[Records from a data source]
☆ ☆ ☆ ☆ ☆
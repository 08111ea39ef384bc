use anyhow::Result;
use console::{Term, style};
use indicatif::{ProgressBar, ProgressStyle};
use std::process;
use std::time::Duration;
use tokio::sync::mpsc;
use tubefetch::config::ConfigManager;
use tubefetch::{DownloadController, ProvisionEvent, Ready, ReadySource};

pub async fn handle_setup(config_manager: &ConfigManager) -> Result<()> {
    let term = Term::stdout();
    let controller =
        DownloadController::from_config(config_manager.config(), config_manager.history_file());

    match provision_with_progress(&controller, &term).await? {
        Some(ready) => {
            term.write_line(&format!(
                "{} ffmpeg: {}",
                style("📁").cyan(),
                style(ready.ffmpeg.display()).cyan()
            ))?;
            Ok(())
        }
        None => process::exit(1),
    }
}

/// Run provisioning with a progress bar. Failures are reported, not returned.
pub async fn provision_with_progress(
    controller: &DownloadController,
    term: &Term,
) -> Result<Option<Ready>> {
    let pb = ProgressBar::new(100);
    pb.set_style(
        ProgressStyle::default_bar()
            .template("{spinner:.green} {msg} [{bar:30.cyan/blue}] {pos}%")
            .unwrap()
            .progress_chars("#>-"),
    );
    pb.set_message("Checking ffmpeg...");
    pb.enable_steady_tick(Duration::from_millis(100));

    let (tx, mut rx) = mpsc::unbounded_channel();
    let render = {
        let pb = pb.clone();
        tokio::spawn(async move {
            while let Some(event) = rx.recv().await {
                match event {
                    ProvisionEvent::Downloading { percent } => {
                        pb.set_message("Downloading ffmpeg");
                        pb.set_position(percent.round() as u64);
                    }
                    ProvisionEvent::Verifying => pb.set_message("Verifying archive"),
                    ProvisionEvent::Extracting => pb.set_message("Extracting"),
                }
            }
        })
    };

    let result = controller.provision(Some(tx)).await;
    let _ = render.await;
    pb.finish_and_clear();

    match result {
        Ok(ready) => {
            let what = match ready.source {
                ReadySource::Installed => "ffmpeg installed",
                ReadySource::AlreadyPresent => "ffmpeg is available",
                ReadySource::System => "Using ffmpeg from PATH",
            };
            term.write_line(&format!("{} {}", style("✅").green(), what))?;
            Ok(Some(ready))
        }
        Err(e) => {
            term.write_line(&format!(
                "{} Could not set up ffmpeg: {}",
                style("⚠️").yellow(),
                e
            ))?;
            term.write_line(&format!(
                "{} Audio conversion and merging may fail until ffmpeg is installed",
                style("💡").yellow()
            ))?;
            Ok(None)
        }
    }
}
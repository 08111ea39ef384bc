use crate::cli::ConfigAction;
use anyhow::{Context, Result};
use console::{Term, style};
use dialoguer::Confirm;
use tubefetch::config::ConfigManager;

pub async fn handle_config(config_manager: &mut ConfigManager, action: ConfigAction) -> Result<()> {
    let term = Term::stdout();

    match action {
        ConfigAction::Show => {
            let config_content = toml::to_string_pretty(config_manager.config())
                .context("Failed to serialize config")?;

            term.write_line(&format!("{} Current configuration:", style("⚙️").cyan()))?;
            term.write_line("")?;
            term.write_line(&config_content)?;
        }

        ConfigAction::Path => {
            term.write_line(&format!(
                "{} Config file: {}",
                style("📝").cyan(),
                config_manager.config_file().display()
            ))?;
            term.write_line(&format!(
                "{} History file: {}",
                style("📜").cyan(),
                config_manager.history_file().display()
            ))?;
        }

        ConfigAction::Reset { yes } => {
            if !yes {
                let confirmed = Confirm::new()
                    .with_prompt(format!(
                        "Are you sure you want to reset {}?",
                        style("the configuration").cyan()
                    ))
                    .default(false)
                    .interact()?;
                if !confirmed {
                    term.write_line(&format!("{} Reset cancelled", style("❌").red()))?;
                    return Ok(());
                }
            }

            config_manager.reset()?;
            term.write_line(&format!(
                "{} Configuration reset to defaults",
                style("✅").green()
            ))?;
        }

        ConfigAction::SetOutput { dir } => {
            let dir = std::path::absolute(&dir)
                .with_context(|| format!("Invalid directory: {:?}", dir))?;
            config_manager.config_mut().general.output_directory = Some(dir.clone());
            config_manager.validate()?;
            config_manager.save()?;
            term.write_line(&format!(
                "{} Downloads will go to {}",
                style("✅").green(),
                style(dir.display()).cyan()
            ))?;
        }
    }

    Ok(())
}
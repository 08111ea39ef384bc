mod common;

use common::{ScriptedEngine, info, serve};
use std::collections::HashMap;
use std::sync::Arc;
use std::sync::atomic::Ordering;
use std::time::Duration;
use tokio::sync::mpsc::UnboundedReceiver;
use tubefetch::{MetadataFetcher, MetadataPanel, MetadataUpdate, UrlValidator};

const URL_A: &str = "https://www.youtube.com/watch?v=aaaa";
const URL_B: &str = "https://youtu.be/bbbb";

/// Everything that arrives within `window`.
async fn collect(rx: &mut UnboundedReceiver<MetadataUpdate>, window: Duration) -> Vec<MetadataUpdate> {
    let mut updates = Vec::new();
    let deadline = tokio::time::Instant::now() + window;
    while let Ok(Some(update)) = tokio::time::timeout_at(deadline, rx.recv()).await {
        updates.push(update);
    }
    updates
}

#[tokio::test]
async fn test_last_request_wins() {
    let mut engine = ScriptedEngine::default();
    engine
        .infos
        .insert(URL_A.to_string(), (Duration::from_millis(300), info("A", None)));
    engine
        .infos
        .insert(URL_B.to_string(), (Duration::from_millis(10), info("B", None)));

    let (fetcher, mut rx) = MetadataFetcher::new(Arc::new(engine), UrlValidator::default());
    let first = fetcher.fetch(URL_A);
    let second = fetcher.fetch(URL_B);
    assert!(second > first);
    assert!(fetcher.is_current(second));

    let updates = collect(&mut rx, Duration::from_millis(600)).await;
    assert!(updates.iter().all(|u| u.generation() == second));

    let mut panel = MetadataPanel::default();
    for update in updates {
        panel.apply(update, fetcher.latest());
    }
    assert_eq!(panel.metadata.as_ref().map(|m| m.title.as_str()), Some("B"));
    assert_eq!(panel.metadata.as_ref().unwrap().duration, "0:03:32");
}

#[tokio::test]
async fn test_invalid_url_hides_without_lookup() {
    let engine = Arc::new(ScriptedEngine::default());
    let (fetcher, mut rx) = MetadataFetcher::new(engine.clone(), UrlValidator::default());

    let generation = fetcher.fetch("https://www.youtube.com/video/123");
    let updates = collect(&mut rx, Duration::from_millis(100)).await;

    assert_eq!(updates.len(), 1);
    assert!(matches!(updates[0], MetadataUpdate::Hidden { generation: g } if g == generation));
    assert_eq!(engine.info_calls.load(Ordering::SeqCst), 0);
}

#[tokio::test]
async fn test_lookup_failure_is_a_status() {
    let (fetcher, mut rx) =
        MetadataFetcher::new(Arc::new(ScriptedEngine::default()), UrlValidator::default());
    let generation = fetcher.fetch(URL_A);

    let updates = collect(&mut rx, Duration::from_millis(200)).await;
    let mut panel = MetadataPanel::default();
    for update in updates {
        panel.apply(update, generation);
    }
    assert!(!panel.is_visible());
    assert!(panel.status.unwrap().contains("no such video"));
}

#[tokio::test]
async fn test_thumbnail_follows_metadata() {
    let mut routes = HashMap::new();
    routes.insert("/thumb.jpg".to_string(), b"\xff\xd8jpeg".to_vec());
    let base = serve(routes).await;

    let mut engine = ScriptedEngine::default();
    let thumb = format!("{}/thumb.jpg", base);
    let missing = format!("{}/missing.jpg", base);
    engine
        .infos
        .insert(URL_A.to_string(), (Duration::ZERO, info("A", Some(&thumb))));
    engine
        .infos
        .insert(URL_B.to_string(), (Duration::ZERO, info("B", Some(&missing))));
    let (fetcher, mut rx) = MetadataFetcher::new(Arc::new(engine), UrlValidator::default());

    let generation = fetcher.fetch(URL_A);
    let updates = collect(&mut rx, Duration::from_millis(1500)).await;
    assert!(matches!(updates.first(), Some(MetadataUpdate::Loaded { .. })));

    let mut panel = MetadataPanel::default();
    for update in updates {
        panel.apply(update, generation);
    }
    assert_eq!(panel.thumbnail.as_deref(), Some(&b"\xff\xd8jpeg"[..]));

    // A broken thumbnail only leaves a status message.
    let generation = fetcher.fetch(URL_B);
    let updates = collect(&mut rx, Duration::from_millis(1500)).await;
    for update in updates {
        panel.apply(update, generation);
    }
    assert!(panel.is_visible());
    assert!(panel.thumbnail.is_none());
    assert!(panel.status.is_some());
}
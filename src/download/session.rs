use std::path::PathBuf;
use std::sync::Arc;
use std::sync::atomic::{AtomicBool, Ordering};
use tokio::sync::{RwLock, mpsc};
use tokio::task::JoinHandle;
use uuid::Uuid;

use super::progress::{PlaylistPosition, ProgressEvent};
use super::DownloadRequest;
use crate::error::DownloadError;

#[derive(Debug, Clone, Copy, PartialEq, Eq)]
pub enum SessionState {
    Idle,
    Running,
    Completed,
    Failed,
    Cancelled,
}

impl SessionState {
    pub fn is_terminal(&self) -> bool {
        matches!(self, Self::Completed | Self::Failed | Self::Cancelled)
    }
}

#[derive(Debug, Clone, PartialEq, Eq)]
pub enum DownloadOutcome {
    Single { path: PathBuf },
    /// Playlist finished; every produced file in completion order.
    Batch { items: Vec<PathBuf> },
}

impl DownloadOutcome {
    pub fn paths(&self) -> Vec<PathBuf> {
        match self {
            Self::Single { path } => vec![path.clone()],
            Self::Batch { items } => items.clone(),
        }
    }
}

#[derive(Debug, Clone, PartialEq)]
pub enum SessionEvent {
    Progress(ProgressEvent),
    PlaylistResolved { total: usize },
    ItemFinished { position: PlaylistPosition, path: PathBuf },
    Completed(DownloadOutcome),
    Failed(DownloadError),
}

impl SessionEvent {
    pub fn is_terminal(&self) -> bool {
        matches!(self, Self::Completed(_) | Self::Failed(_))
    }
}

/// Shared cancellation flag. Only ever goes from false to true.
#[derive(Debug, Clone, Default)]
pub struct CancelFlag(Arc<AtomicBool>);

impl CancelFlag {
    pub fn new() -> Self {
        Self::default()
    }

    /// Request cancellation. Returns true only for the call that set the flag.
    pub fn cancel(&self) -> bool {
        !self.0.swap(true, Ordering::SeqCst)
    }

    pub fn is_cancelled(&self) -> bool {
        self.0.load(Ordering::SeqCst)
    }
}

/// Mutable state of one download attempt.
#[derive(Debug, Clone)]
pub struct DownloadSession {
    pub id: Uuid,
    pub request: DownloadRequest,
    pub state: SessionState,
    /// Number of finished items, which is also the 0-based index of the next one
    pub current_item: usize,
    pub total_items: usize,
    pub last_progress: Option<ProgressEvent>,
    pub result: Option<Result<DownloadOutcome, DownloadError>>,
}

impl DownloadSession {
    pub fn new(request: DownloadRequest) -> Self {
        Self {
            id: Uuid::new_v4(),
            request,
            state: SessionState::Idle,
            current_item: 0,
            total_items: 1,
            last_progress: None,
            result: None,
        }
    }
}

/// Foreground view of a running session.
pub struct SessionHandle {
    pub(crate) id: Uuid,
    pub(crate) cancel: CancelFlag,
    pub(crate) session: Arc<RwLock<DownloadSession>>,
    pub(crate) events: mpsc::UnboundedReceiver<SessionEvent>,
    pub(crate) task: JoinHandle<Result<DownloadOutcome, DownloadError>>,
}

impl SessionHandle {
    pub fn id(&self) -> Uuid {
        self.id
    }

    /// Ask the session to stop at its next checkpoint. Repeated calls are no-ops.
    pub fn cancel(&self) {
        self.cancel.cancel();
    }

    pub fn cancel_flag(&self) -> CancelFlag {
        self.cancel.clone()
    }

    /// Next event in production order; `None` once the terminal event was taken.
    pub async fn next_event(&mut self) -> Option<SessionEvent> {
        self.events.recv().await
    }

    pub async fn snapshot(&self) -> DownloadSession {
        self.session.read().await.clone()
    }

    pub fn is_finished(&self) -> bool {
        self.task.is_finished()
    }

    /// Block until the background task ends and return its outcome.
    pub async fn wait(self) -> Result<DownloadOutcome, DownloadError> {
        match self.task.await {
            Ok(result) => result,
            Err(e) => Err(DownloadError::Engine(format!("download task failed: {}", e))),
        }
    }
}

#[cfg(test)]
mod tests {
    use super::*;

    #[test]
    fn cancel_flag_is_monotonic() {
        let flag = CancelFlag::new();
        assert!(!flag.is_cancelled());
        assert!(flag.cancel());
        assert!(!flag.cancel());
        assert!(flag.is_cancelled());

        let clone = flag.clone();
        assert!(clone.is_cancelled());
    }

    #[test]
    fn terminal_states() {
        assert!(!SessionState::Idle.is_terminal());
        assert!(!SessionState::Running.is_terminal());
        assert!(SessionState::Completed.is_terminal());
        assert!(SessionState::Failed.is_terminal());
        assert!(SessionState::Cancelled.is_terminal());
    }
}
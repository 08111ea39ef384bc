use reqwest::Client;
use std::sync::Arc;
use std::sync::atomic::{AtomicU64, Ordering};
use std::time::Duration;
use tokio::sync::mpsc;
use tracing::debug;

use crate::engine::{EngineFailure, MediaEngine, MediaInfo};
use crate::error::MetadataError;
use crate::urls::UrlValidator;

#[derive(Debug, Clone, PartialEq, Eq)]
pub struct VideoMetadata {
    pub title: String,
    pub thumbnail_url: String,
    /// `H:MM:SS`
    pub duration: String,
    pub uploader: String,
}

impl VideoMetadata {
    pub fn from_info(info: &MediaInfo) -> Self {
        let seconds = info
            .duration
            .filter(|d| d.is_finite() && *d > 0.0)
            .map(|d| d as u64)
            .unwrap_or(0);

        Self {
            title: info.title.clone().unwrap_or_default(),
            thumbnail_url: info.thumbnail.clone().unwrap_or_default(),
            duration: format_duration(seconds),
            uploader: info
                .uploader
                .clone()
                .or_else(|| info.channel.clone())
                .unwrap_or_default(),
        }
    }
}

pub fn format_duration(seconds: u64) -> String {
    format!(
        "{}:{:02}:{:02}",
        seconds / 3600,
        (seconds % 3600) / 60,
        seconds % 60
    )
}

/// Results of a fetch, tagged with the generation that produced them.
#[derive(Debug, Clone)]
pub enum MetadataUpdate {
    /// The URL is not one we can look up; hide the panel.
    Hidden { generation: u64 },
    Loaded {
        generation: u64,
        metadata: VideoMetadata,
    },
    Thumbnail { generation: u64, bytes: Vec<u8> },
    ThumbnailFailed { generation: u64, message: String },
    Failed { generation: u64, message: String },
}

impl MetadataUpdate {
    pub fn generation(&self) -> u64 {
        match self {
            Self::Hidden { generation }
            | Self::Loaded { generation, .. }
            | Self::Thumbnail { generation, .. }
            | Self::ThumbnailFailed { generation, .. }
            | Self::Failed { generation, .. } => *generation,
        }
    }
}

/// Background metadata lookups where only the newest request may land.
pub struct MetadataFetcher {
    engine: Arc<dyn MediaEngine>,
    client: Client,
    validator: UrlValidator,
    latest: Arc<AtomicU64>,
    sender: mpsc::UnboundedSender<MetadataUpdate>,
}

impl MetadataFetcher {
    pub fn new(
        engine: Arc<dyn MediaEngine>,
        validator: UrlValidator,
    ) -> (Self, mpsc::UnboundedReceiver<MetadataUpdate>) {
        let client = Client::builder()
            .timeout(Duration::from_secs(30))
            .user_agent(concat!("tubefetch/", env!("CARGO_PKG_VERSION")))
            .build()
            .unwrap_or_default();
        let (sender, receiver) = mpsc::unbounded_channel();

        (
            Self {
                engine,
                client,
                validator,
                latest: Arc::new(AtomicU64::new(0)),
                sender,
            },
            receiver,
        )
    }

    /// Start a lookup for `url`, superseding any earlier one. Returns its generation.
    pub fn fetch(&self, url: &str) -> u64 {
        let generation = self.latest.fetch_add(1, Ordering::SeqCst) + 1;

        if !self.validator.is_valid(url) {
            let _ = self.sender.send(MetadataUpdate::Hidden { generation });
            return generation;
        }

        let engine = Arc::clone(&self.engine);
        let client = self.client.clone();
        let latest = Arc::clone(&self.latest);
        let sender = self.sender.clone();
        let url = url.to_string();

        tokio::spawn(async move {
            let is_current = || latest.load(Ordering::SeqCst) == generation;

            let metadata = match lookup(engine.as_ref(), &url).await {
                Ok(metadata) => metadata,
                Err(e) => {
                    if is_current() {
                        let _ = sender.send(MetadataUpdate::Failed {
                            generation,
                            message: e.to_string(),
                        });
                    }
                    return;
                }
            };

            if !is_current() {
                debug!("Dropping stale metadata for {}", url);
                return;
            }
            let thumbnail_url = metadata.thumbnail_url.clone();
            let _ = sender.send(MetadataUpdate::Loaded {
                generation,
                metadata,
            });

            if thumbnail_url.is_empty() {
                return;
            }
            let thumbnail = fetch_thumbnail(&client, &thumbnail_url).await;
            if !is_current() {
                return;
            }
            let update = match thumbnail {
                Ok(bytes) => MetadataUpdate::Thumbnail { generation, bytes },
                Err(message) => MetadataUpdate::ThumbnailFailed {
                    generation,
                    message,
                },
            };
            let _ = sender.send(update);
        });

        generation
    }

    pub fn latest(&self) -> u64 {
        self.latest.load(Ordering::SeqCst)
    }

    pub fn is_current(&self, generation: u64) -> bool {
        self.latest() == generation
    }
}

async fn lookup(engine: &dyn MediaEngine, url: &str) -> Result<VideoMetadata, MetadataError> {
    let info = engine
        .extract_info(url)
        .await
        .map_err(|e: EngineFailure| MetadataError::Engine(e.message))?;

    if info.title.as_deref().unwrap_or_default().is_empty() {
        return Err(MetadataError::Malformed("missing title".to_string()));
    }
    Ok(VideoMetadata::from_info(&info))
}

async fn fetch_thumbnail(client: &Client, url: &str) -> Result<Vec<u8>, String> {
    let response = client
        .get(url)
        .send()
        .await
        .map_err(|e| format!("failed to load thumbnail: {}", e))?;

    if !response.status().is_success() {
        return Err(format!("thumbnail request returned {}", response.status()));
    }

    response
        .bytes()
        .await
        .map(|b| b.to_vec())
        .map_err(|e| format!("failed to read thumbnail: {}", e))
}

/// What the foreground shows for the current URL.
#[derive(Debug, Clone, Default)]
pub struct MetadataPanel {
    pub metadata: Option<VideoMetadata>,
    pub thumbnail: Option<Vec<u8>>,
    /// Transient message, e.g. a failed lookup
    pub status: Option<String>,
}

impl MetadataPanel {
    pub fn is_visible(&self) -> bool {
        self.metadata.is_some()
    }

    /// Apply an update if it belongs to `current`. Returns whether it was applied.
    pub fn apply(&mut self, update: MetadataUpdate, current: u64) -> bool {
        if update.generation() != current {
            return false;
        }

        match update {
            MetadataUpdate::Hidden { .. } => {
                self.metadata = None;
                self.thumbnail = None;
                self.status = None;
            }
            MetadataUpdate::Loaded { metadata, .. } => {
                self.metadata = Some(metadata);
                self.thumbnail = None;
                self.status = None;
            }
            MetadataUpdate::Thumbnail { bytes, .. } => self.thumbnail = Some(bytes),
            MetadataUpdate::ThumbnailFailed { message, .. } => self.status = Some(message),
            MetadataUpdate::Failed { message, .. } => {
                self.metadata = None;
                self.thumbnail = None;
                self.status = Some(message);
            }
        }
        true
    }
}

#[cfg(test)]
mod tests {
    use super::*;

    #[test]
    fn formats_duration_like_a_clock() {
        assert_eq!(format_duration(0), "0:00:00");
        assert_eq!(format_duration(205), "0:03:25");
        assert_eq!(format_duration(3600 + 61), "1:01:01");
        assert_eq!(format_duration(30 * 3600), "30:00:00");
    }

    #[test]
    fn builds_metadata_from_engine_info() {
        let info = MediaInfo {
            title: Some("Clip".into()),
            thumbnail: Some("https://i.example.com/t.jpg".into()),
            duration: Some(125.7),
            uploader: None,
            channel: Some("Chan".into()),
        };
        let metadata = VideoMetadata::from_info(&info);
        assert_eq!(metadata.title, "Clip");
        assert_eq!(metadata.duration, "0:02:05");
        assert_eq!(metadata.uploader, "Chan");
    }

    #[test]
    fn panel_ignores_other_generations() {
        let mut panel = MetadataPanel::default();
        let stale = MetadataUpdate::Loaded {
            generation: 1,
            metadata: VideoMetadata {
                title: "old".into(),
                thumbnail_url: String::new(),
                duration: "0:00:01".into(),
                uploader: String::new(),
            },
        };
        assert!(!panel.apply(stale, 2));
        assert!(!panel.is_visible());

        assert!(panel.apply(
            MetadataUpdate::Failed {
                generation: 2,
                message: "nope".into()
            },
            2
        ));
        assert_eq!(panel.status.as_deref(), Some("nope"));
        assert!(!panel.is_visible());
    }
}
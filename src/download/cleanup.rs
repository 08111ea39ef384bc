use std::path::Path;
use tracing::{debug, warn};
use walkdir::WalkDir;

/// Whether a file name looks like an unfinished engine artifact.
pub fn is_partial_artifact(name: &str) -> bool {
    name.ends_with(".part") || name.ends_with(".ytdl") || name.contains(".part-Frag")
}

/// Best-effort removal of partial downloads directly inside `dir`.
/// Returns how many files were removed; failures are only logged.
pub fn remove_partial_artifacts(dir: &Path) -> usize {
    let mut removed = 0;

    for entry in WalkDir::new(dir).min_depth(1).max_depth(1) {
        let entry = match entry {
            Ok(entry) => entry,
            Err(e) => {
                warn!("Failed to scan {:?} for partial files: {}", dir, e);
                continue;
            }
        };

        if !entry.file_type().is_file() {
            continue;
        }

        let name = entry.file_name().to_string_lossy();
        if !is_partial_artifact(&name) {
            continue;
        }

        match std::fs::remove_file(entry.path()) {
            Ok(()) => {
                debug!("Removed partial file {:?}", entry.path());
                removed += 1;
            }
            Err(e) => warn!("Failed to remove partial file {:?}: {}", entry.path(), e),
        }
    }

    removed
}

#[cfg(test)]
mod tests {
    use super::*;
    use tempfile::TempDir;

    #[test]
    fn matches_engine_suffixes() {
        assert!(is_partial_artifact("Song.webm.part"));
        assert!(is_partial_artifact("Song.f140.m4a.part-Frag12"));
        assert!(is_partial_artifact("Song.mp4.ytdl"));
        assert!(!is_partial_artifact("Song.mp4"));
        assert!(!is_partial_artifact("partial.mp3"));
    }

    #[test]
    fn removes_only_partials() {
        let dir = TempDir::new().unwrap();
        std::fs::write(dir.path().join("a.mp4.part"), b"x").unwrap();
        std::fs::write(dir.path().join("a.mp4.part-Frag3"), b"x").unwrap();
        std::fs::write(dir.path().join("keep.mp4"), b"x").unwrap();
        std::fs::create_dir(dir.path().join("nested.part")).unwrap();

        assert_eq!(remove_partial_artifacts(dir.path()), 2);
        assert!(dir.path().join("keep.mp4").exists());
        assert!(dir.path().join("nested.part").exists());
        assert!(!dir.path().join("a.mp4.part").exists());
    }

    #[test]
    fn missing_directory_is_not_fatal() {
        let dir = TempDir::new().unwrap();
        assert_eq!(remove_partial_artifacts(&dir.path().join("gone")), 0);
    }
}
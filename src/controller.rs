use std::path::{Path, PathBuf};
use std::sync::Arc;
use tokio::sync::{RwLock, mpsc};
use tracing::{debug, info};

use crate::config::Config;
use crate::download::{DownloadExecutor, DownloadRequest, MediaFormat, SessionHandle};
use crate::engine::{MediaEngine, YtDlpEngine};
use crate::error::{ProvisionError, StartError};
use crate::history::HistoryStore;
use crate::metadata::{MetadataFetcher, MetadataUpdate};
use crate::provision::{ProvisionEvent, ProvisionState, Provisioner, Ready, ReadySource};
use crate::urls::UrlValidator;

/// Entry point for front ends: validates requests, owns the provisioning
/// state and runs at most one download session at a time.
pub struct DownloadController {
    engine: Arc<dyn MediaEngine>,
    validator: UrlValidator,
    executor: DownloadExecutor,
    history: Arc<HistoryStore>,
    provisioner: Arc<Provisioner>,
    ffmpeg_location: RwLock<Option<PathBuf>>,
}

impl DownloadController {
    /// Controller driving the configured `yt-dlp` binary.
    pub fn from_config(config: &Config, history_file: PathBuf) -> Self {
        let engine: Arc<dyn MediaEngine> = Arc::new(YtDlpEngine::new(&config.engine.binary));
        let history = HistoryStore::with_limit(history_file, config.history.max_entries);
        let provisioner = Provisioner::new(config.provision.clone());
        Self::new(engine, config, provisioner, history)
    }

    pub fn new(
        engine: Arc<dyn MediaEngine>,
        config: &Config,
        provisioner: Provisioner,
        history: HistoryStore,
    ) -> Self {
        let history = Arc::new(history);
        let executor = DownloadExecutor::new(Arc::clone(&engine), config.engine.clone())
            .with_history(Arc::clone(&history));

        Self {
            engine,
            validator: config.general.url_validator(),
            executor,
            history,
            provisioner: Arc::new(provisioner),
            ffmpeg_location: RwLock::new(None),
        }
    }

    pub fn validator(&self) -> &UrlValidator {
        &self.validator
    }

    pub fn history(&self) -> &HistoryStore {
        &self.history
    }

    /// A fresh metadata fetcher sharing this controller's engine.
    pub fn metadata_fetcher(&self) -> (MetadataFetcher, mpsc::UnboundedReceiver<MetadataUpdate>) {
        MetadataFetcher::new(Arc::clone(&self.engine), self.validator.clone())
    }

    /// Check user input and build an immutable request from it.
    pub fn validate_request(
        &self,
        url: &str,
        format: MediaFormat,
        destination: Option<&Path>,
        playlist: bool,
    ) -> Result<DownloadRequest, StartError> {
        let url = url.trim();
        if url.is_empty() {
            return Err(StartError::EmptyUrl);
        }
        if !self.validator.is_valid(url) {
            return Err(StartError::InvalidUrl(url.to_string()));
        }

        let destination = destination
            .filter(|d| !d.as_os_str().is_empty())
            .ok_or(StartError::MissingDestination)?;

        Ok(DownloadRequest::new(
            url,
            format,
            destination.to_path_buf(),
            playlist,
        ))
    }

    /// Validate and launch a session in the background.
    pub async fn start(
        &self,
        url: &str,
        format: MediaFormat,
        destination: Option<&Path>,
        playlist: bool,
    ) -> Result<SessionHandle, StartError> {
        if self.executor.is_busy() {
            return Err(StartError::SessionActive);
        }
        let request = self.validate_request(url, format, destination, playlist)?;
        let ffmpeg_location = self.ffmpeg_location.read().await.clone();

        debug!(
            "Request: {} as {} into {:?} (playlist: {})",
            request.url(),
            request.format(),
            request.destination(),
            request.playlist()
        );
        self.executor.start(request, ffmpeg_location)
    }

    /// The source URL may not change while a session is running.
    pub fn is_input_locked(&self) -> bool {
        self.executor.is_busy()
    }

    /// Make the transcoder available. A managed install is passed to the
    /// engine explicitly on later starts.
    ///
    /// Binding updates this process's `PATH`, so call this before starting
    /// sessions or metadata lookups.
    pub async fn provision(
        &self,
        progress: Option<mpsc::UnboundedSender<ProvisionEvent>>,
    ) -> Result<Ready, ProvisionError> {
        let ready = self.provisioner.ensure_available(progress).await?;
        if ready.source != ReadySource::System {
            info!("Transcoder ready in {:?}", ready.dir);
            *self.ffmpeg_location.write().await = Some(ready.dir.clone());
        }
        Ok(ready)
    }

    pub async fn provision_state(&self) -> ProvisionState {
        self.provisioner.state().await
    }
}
☆ ☆ ☆ ☆ ☆
**Problem description:** Among the entries above, which lines include "seconds"? List them all.

**Answer section:**
        let seconds = info
            duration: format_duration(seconds),
pub fn format_duration(seconds: u64) -> String {
        seconds / 3600,
        (seconds % 3600) / 60,
        seconds % 60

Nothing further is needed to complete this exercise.